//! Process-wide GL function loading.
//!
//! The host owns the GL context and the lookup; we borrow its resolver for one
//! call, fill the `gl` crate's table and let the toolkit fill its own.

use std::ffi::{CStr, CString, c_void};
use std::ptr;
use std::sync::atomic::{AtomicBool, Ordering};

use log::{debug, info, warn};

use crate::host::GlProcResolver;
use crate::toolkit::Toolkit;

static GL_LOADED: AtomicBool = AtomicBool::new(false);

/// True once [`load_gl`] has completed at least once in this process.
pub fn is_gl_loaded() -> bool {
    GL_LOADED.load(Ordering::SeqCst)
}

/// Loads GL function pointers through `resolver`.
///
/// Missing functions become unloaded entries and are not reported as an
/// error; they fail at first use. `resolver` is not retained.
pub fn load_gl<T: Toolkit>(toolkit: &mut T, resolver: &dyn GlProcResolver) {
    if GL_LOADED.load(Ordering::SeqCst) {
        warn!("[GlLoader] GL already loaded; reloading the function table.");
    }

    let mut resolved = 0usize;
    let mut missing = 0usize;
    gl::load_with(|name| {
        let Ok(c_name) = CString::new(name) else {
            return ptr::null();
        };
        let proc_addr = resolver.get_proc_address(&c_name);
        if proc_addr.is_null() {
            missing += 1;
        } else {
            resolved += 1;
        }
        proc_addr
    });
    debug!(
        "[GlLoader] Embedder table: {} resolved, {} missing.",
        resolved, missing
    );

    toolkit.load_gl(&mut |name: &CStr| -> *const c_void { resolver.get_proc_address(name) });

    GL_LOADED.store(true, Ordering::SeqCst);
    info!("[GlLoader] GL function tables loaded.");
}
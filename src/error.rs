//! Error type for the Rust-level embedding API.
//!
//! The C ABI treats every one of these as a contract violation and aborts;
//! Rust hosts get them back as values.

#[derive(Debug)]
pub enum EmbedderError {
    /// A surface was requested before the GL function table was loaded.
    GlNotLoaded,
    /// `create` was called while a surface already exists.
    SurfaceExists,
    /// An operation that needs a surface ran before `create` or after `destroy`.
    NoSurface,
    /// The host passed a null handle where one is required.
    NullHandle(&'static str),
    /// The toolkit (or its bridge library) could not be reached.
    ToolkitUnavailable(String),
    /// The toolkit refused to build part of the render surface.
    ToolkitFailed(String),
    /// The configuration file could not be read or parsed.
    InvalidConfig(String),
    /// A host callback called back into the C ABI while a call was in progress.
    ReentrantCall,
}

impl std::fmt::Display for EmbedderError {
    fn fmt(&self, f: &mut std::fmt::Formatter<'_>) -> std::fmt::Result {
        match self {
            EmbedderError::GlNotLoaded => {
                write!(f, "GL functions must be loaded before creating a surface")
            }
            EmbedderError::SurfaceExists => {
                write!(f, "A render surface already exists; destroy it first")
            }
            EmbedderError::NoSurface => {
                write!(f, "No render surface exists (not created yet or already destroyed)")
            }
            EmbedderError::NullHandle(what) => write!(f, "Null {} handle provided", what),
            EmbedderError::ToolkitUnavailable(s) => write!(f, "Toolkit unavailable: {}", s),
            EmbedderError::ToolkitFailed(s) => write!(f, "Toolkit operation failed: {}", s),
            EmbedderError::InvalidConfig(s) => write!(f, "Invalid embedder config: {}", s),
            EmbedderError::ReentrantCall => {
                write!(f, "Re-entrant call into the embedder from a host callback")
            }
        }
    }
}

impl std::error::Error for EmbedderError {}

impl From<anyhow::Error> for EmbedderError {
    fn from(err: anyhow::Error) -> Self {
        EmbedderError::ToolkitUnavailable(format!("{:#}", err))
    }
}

* * *

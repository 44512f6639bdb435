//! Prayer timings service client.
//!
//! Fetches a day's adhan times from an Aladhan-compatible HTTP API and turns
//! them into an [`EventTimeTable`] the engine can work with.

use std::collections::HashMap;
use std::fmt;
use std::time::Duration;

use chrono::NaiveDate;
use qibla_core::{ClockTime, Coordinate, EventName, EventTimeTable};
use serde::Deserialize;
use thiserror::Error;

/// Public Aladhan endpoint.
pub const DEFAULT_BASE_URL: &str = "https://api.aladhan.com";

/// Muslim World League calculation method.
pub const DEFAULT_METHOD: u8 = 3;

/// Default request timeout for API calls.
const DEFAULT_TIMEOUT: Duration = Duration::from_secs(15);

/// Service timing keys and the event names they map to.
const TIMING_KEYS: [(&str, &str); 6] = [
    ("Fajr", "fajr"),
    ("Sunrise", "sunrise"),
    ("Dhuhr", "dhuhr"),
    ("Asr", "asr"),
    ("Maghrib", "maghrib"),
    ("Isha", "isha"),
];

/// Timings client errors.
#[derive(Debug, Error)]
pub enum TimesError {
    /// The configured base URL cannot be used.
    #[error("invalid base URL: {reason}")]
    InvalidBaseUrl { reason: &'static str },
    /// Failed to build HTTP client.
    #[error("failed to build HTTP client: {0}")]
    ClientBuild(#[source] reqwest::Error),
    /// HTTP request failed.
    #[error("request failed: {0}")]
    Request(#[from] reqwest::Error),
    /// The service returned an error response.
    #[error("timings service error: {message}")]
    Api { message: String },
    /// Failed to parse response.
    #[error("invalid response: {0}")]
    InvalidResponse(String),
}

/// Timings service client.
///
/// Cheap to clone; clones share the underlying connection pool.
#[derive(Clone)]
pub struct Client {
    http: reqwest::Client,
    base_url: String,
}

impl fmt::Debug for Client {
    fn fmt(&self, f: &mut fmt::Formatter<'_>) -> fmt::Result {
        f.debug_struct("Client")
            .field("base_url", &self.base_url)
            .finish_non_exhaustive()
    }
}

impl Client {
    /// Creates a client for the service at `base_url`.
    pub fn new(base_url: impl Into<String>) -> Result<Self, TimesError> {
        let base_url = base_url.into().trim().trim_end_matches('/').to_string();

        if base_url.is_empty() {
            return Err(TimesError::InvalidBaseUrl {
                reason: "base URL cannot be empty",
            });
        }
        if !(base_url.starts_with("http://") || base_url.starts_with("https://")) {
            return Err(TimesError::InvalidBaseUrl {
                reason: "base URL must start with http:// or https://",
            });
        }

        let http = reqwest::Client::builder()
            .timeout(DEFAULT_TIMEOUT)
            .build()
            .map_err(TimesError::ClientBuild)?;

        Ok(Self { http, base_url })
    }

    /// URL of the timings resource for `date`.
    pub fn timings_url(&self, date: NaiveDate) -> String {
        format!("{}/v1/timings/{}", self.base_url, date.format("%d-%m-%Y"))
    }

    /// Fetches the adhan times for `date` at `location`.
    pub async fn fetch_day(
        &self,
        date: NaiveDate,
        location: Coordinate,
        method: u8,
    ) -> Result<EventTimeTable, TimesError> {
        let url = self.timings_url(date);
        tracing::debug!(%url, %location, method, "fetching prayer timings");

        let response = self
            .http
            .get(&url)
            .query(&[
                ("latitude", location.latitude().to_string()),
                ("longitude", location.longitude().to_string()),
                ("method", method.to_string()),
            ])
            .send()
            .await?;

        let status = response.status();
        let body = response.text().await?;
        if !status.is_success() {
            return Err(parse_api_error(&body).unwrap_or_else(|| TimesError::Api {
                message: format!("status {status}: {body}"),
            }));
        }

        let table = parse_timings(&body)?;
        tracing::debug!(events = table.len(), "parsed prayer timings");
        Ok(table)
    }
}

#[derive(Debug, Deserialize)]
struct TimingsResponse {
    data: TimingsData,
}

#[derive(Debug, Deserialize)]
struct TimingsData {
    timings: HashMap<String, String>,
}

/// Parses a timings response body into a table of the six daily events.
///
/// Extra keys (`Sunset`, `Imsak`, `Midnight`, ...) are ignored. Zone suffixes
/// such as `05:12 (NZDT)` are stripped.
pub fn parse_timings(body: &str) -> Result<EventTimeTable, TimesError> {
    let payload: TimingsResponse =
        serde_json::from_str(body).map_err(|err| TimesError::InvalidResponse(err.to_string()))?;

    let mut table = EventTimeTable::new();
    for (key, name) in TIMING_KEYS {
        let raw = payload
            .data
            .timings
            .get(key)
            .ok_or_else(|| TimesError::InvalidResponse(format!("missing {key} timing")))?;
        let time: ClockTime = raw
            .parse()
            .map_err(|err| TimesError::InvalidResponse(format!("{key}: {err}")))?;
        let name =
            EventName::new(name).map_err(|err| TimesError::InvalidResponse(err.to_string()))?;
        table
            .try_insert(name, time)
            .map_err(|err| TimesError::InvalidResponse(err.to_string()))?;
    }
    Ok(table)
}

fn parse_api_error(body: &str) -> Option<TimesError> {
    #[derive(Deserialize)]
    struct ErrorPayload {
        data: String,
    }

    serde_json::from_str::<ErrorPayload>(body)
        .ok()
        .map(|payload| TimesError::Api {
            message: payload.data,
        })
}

...

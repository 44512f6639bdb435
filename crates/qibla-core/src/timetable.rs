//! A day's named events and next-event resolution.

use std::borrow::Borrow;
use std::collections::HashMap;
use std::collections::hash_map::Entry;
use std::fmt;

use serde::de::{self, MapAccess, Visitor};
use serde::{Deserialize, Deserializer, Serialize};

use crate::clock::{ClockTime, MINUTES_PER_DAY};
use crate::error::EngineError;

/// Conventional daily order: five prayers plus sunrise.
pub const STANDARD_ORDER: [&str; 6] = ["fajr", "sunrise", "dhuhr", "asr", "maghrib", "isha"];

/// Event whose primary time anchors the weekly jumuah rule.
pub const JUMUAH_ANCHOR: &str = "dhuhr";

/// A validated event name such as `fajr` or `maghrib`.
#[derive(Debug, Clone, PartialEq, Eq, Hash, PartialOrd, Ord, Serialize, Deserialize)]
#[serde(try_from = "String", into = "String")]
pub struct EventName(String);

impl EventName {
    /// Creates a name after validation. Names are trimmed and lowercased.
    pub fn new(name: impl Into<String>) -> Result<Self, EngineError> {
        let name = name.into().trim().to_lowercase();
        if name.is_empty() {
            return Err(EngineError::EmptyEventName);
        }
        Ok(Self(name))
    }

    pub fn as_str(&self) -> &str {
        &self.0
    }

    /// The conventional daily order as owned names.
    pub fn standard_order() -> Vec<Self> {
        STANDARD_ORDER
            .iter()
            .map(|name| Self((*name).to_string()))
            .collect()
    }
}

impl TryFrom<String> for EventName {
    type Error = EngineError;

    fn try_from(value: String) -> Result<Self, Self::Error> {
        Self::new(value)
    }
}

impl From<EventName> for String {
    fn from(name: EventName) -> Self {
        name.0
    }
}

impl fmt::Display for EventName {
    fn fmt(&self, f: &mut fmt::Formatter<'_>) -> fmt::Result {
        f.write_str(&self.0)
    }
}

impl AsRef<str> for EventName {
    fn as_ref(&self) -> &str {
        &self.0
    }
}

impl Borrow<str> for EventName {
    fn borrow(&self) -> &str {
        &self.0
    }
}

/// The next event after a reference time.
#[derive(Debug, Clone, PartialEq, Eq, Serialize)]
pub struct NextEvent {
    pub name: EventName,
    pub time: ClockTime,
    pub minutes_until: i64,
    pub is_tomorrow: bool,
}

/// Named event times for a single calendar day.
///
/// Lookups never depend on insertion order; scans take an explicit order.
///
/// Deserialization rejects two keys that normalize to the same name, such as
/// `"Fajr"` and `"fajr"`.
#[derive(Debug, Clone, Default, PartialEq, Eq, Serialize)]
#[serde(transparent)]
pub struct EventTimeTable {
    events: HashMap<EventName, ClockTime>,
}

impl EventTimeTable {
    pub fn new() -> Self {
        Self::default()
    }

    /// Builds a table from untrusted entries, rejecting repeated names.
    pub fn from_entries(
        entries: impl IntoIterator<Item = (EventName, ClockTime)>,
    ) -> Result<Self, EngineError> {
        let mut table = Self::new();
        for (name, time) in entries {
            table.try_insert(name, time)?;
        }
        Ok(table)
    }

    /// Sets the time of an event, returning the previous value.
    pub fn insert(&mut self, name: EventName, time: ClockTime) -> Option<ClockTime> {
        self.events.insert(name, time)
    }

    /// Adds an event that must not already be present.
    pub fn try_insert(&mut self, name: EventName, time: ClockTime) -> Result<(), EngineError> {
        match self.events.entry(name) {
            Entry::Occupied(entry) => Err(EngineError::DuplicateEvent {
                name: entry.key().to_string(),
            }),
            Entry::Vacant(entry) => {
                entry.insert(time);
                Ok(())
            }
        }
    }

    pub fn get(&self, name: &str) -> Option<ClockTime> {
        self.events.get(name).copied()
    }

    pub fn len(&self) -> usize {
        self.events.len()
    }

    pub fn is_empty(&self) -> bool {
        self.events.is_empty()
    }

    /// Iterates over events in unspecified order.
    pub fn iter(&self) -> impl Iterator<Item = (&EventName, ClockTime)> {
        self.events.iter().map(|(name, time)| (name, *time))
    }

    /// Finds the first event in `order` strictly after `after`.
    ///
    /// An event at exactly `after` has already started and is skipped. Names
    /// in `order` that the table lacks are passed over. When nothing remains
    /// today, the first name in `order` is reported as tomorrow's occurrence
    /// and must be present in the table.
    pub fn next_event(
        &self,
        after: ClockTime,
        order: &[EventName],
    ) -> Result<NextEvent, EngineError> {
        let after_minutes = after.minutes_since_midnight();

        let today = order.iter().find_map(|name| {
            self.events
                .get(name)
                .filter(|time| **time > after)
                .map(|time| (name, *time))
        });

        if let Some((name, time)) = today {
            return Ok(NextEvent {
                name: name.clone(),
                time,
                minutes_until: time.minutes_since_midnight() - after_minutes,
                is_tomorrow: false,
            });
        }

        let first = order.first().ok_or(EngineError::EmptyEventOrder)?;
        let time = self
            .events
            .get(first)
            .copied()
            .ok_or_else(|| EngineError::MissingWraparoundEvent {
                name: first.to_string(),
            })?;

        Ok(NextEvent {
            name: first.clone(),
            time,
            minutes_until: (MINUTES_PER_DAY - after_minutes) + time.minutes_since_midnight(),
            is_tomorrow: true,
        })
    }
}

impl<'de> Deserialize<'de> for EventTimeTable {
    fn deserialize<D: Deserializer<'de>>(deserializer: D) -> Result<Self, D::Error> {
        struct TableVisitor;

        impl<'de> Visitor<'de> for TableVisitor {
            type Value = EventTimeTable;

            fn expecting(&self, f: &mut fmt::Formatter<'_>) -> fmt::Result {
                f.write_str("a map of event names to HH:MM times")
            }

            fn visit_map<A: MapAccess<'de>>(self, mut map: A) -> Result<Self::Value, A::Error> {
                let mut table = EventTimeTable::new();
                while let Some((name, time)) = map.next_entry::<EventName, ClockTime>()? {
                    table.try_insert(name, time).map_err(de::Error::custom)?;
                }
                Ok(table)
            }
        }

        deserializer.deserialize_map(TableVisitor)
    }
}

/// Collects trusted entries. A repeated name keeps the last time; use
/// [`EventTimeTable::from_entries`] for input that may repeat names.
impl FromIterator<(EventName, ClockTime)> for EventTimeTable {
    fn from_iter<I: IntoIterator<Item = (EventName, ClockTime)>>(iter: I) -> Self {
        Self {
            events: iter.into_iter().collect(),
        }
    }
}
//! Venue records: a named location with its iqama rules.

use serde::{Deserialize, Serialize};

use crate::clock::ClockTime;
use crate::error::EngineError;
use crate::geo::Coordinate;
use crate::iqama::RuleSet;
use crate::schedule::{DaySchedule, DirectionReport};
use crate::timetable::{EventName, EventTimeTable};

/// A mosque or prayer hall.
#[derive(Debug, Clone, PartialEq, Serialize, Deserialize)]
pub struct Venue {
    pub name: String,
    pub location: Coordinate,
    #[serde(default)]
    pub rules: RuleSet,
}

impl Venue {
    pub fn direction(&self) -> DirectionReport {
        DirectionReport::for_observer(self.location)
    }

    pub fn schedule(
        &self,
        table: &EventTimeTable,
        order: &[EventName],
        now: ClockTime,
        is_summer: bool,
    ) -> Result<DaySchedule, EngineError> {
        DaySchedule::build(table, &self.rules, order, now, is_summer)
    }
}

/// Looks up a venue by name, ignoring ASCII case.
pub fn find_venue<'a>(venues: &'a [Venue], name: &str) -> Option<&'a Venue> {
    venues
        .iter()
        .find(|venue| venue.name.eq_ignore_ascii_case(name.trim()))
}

→ What is needed
What lines above contain the string "warn"? Copy all of them.

→ Response to the exercise
use log::{debug, info, warn};
        warn!("[GlLoader] GL already loaded; reloading the function table.");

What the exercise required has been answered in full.